Diabetes — Moms who have diabetes are more likely to have babies that are larger than most; their babies may also have low blood sugar after being born.
Kidney disease — Depending upon the extent of the disease, it may impact fertility and the ability to carry a pregnancy to term. Nearly 20% of women with preeclampsia during pregnancy go on to be diagnosed with kidney disease.
Autoimmune disease — Medications used to treat autoimmune diseases may be harmful to the baby; such conditions also increase risks of pregnancy and delivery.
Thyroid disease — Uncontrolled disease may increase stress on the baby and cause poor weight gain, heart failure or problems with brain development.
Obesity — Obesity before becoming pregnant is associated with high risk and poor outcomes, including large for gestational age babies, difficult birth and a risk for heart defects.
Age — Teens and first-time moms over 35 fall into high-risk categories.
Lifestyle factors — Alcohol, tobacco and drug use increase the risks to mom and baby during the pregnancy and delivery.
Pregnancy conditions — Women carrying multiples, who have had a previous premature birth or who have gestational diabetes, preeclampsia or eclampsia are at high risk.
Comparing the Risks of Home and Hospital Births
The decision to give birth at home or in a hospital is a personal one. While ACOG claims the hospital is the safest place, research evidence shows low-risk pregnancies delivered at home or in a hospital with a qualified midwife have the same risks and outcome potential. Just as important are the risks for low-risk women who give birth inside a hospital setting.
For instance, while a home birth rarely if ever includes the use of drugs or interventions to speed delivery, many women who are hospitalized may receive Pitocin, a synthetic form of oxytocin. The drug is used to induce labor or start contractions and it may be used to intensify labor contractions to speed the process.
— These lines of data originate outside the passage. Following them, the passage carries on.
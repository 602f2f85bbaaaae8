//! Typed device properties.
//!
//! Host subsystems expose per-device key/value properties. Values arrive as a tagged
//! [`PropertyValue`]; callers ask for a specific [`PropertyType`] and get `None` when the
//! key is missing or the value has another shape. Nothing is coerced implicitly.
//!
//! ## Vendor/product id layout
//! Some hosts report vendor and product ids packed together with a source tag in the
//! low byte. [`IdLayout`] captures that per backend: `Packed { shift: 8 }` recovers the
//! 16-bit id as `raw >> 8`. The layout is a contract of the host, so each backend
//! declares its own (see [`HostSession::id_layout`](crate::backends::HostSession::id_layout)).

use serde::{Deserialize, Serialize};
use std::fmt;

/// Well-known property keys, plus an escape hatch for host-specific ones.
#[derive(Clone, Debug, PartialEq, Eq, Hash, Serialize, Deserialize)]
pub enum PropertyKey {
    VendorId,
    ProductId,
    VersionNumber,
    Manufacturer,
    Product,
    SerialNumber,
    Transport,
    PrimaryUsagePage,
    PrimaryUsage,
    InterfaceNumber,
    Path,
    Custom(String),
}

impl PropertyKey {
    /// Host-style key name (mirrors the `kIOHID*Key` spellings).
    pub fn as_str(&self) -> &str {
        match self {
            PropertyKey::VendorId => "VendorID",
            PropertyKey::ProductId => "ProductID",
            PropertyKey::VersionNumber => "VersionNumber",
            PropertyKey::Manufacturer => "Manufacturer",
            PropertyKey::Product => "Product",
            PropertyKey::SerialNumber => "SerialNumber",
            PropertyKey::Transport => "Transport",
            PropertyKey::PrimaryUsagePage => "PrimaryUsagePage",
            PropertyKey::PrimaryUsage => "PrimaryUsage",
            PropertyKey::InterfaceNumber => "InterfaceNumber",
            PropertyKey::Path => "Path",
            PropertyKey::Custom(name) => name,
        }
    }
}

impl fmt::Display for PropertyKey {
    fn fmt(&self, f: &mut fmt::Formatter<'_>) -> fmt::Result {
        f.write_str(self.as_str())
    }
}

/// Shape a caller expects a property to have.
#[derive(Clone, Copy, Debug, PartialEq, Eq, Hash)]
pub enum PropertyType {
    String,
    Number,
    Boolean,
    RawBytes,
}

/// A property value as reported by the host.
#[derive(Clone, Debug, PartialEq, Eq, Serialize, Deserialize)]
pub enum PropertyValue {
    String(String),
    Number(i64),
    Boolean(bool),
    RawBytes(Vec<u8>),
}

impl PropertyValue {
    pub fn kind(&self) -> PropertyType {
        match self {
            PropertyValue::String(_) => PropertyType::String,
            PropertyValue::Number(_) => PropertyType::Number,
            PropertyValue::Boolean(_) => PropertyType::Boolean,
            PropertyValue::RawBytes(_) => PropertyType::RawBytes,
        }
    }

    /// Keep the value only if it has the expected shape.
    pub fn checked(self, expected: PropertyType) -> Option<Self> {
        (self.kind() == expected).then_some(self)
    }

    pub fn as_str(&self) -> Option<&str> {
        match self {
            PropertyValue::String(s) => Some(s),
            _ => None,
        }
    }

    pub fn as_number(&self) -> Option<i64> {
        match self {
            PropertyValue::Number(n) => Some(*n),
            _ => None,
        }
    }

    pub fn as_bool(&self) -> Option<bool> {
        match self {
            PropertyValue::Boolean(b) => Some(*b),
            _ => None,
        }
    }

    pub fn as_bytes(&self) -> Option<&[u8]> {
        match self {
            PropertyValue::RawBytes(b) => Some(b),
            _ => None,
        }
    }

    pub fn into_string(self) -> Option<String> {
        match self {
            PropertyValue::String(s) => Some(s),
            _ => None,
        }
    }
}

/// How a host encodes vendor/product ids in its numeric properties.
#[derive(Clone, Copy, Debug, Default, PartialEq, Eq)]
pub enum IdLayout {
    /// The property is the id itself.
    #[default]
    Plain,
    /// The id sits above a `shift`-bit source tag.
    Packed { shift: u32 },
}

impl IdLayout {
    /// The packed layout with an 8-bit source tag.
    pub const PACKED_TAG_BYTE: IdLayout = IdLayout::Packed { shift: 8 };

    /// Recover a 16-bit id from a raw property value.
    ///
    /// Negative values and ids that do not fit in 16 bits are treated as absent.
    pub fn decode(self, raw: i64) -> Option<u16> {
        let raw = u64::try_from(raw).ok()?;
        let id = match self {
            IdLayout::Plain => raw,
            IdLayout::Packed { shift } => raw.checked_shr(shift).unwrap_or(0),
        };
        u16::try_from(id).ok()
    }

    /// Inverse of [`decode`](Self::decode), tagging the low bits with `tag`.
    pub fn encode(self, id: u16, tag: u8) -> i64 {
        match self {
            IdLayout::Plain => i64::from(id),
            IdLayout::Packed { shift } => {
                let mask = 1i64.checked_shl(shift).map_or(i64::MAX, |bit| bit.wrapping_sub(1));
                i64::from(id).checked_shl(shift).unwrap_or(0) | (i64::from(tag) & mask)
            }
        }
    }
}
//! Device identity and per-device property access.
//!
//! A [`DeviceHandle`] is a non-owning view of one host device. It borrows the
//! [`DeviceSnapshot`](crate::snapshot::DeviceSnapshot) it came from, so it can never
//! outlive the host device set backing it.
//!
//! Property lookups fail softly: a missing key or a value of the wrong shape yields
//! `None`, never a panic. A device whose vendor or product id cannot be read simply
//! never matches.

use crate::backends::{HostSession, ReportSource};
use crate::error::{Error, Result};
use crate::metadata::DeviceMeta;
use crate::property::{PropertyKey, PropertyType, PropertyValue};
use crate::report::RegistrationTable;
use crate::usage::UsagePage;
use serde::{Deserialize, Serialize};
use std::fmt;
use std::num::NonZeroU64;

/// Sony Interactive Entertainment.
pub const SONY_VENDOR_ID: u16 = 0x054C;
/// Dualshock4 (first revision, CUH-ZCT1).
pub const DUALSHOCK4_PRODUCT_ID: u16 = 0x05C4;

/// Opaque host reference to a device. Never null.
#[derive(Clone, Copy, Debug, PartialEq, Eq, Hash, PartialOrd, Ord)]
pub struct DeviceRef(NonZeroU64);

impl DeviceRef {
    /// `None` for the null reference.
    pub fn new(raw: u64) -> Option<Self> {
        NonZeroU64::new(raw).map(Self)
    }

    pub fn get(self) -> u64 {
        self.0.get()
    }
}

impl From<NonZeroU64> for DeviceRef {
    fn from(raw: NonZeroU64) -> Self {
        Self(raw)
    }
}

impl fmt::Display for DeviceRef {
    fn fmt(&self, f: &mut fmt::Formatter<'_>) -> fmt::Result {
        write!(f, "dev#{}", self.0)
    }
}

/// Borrowed handle to one device in a snapshot.
#[derive(Clone, Copy)]
pub struct DeviceHandle<'s> {
    session: &'s dyn HostSession,
    registrations: &'s RegistrationTable,
    raw: DeviceRef,
    index: usize,
}

impl<'s> DeviceHandle<'s> {
    pub(crate) fn new(
        session: &'s dyn HostSession,
        registrations: &'s RegistrationTable,
        raw: DeviceRef,
        index: usize,
    ) -> Self {
        Self {
            session,
            registrations,
            raw,
            index,
        }
    }

    /// Host reference of this device.
    pub fn id(&self) -> DeviceRef {
        self.raw
    }

    /// Position in the snapshot this handle came from.
    pub fn index(&self) -> usize {
        self.index
    }

    /// Look up `key`, keeping the value only if it has the `expected` shape.
    pub fn get_property(&self, key: &PropertyKey, expected: PropertyType) -> Option<PropertyValue> {
        self.session.property(self.raw, key)?.checked(expected)
    }

    /// Like [`get_property`](Self::get_property) but absence is an error.
    pub fn require_property(&self, key: &PropertyKey, expected: PropertyType) -> Result<PropertyValue> {
        self.get_property(key, expected)
            .ok_or_else(|| Error::PropertyAbsentOrWrongType {
                key: key.clone(),
                expected,
            })
    }

    fn string_property(&self, key: PropertyKey) -> Option<String> {
        self.get_property(&key, PropertyType::String)?.into_string()
    }

    fn number_property(&self, key: PropertyKey) -> Option<i64> {
        self.get_property(&key, PropertyType::Number)?.as_number()
    }

    /// Vendor id, decoded with the host's [`IdLayout`](crate::property::IdLayout).
    pub fn vendor_id(&self) -> Option<u16> {
        let raw = self.number_property(PropertyKey::VendorId)?;
        self.session.id_layout().decode(raw)
    }

    /// Product id, decoded with the host's [`IdLayout`](crate::property::IdLayout).
    pub fn product_id(&self) -> Option<u16> {
        let raw = self.number_property(PropertyKey::ProductId)?;
        self.session.id_layout().decode(raw)
    }

    pub fn manufacturer(&self) -> Option<String> {
        self.string_property(PropertyKey::Manufacturer)
    }

    pub fn product(&self) -> Option<String> {
        self.string_property(PropertyKey::Product)
    }

    pub fn serial_number(&self) -> Option<String> {
        self.string_property(PropertyKey::SerialNumber)
    }

    pub fn transport(&self) -> Option<String> {
        self.string_property(PropertyKey::Transport)
    }

    pub fn path(&self) -> Option<String> {
        self.string_property(PropertyKey::Path)
    }

    pub fn usage_page(&self) -> Option<UsagePage> {
        let raw = self.number_property(PropertyKey::PrimaryUsagePage)?;
        u16::try_from(raw).ok().map(UsagePage::from_code)
    }

    pub fn usage(&self) -> Option<u16> {
        u16::try_from(self.number_property(PropertyKey::PrimaryUsage)?).ok()
    }

    pub fn interface_number(&self) -> Option<i32> {
        i32::try_from(self.number_property(PropertyKey::InterfaceNumber)?).ok()
    }

    /// `true` only when both ids are readable and equal to the given pair.
    pub fn matches(&self, vendor: u16, product: u16) -> bool {
        self.vendor_id() == Some(vendor) && self.product_id() == Some(product)
    }

    /// Collect everything known about this device into an owned record.
    pub fn metadata(&self) -> DeviceMeta {
        DeviceMeta {
            index: self.index,
            transport: self.transport(),
            vid: self.vendor_id(),
            pid: self.product_id(),
            manufacturer: self.manufacturer(),
            product_string: self.product(),
            serial_number: self.serial_number(),
            interface_number: self.interface_number(),
            usage_page: self.usage_page().map(UsagePage::code),
            usage: self.usage(),
            path: self.path(),
        }
    }

    pub(crate) fn open_reports(&self) -> Result<Box<dyn ReportSource>> {
        self.session.open_reports(self.raw)
    }

    pub(crate) fn registrations(&self) -> &'s RegistrationTable {
        self.registrations
    }
}

impl fmt::Debug for DeviceHandle<'_> {
    fn fmt(&self, f: &mut fmt::Formatter<'_>) -> fmt::Result {
        f.debug_struct("DeviceHandle")
            .field("raw", &self.raw)
            .field("index", &self.index)
            .finish()
    }
}

impl PartialEq for DeviceHandle<'_> {
    fn eq(&self, other: &Self) -> bool {
        self.raw == other.raw && self.index == other.index
    }
}

impl Eq for DeviceHandle<'_> {}

/// Restricts which devices a session enumerates. Unset fields match anything.
#[derive(Clone, Debug, Default, PartialEq, Eq, Serialize, Deserialize)]
#[serde(default)]
pub struct MatchCriteria {
    pub vendor_id: Option<u16>,
    pub product_id: Option<u16>,
    pub usage_page: Option<u16>,
    pub usage: Option<u16>,
}

impl MatchCriteria {
    pub fn device(vendor_id: u16, product_id: u16) -> Self {
        Self {
            vendor_id: Some(vendor_id),
            product_id: Some(product_id),
            ..Self::default()
        }
    }

    pub fn usage(usage_page: u16, usage: u16) -> Self {
        Self {
            usage_page: Some(usage_page),
            usage: Some(usage),
            ..Self::default()
        }
    }

    /// Check decoded identity fields against this criterion.
    ///
    /// A field the device does not report only matches an unset criterion.
    pub fn accepts(
        &self,
        vendor_id: Option<u16>,
        product_id: Option<u16>,
        usage_page: Option<u16>,
        usage: Option<u16>,
    ) -> bool {
        fn field(want: Option<u16>, have: Option<u16>) -> bool {
            want.map_or(true, |w| have == Some(w))
        }
        field(self.vendor_id, vendor_id)
            && field(self.product_id, product_id)
            && field(self.usage_page, usage_page)
            && field(self.usage, usage)
    }
}

/// `true` if any criterion accepts the device, or if there are no criteria.
pub fn criteria_accept(
    criteria: Option<&[MatchCriteria]>,
    vendor_id: Option<u16>,
    product_id: Option<u16>,
    usage_page: Option<u16>,
    usage: Option<u16>,
) -> bool {
    match criteria {
        None => true,
        Some([]) => true,
        Some(list) => list
            .iter()
            .any(|c| c.accepts(vendor_id, product_id, usage_page, usage)),
    }
}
However, the use of the medication must be balanced against outcomes, such as a higher rate of analgesia and cesarean section,15 both of which affect mother and baby. In any pregnancy, oxytocin may also increase the risk of fever in the woman, low pH values in the umbilical cord and a shorter first stage of labor.16
Data from the CDC show the rate of cesarean sections in 2018 were 31.9% of all births.17 However, this includes a number of cesarean sections considered medically unnecessary. The rate for Nulliparous, Term, Singleton, Vertex (NTSV) Cesarean Birth Rate is 25.9%.18
This means that of all the women who had a cesarean section, 25.9% were having their first baby, beyond 39 weeks gestation and carrying one child who presented normally, in the vertex position with the head down.19
Having had a first cesarean section nearly guarantees the following births will also be a cesarean section as the repeat rate is 86.7%.20 As explained by the American Pregnancy Association, cesarean section introduces multiple risks for mother and baby. For the mother, these include infection, hemorrhaging, injuries, lengthy stays in the hospital and emotional reactions as well as those related to medicine.
Moms can also have adhesions, or scar tissue that causes a blockage in the stomach area. Babies can have a low birth weight, a low APGAR score, breathing difficulties and even injuries.21
Type of Birth Influences Future Health
As you likely know, the gut microbiome is an intricate living foundation for your immune system that plays a role in your risk of chronic disease, weight management and how well your body absorbs nutrition. As you may imagine, during a vaginal birth a baby’s microbiome is first “seeded” and developed.
During the process a baby is passed the mother’s microbiome, which is why it’s so important for the woman to have a healthy gut before, during and after pregnancy. The makeup of the mother’s gut will influence how the baby’s microbiome grows.
A cesarean section bypasses this important step, which may be compounded by bottle feeding, a lifetime of processed foods and an overuse of antibiotics. These factors all have led to a steep loss of biodiversity in the human gut making many vulnerable to disease. Skin-to-skin contact after birth and breastfeeding are two ways to pass along a healthy microbiome if you’ve had a cesarean section.